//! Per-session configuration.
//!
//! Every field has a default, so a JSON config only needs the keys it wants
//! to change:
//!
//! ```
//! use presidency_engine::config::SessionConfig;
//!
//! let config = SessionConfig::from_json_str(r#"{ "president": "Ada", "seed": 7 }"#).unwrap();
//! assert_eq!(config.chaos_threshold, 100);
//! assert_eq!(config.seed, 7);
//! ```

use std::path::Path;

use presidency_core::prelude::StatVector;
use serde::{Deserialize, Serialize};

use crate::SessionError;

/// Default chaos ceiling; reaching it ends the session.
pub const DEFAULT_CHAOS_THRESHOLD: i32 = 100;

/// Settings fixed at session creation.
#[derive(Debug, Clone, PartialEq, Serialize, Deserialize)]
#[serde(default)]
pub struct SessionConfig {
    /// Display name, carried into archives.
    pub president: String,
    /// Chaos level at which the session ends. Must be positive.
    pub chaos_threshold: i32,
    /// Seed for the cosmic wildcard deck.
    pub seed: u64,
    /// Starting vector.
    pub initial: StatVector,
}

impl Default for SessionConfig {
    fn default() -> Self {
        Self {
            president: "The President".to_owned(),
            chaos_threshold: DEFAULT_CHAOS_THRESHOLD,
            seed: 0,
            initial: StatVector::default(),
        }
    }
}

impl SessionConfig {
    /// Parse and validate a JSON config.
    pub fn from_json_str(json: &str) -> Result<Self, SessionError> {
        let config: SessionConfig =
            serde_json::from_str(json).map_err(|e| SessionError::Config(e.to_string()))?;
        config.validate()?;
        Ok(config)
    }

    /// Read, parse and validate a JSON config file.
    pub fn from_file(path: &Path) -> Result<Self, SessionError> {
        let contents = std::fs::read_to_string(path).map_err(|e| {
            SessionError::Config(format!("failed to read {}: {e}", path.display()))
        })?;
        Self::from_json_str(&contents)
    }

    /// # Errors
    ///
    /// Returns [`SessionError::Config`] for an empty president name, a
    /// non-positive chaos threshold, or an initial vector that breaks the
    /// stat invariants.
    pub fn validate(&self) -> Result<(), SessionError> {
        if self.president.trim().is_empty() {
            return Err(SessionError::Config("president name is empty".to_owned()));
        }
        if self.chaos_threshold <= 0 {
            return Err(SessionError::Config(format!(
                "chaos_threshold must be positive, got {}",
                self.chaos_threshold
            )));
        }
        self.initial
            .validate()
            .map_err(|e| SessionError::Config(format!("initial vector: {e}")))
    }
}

About this exercise:
If a line in the data contains the string "StatVector", copy it.

Response area:
use presidency_core::prelude::StatVector;
    pub initial: StatVector,
            initial: StatVector::default(),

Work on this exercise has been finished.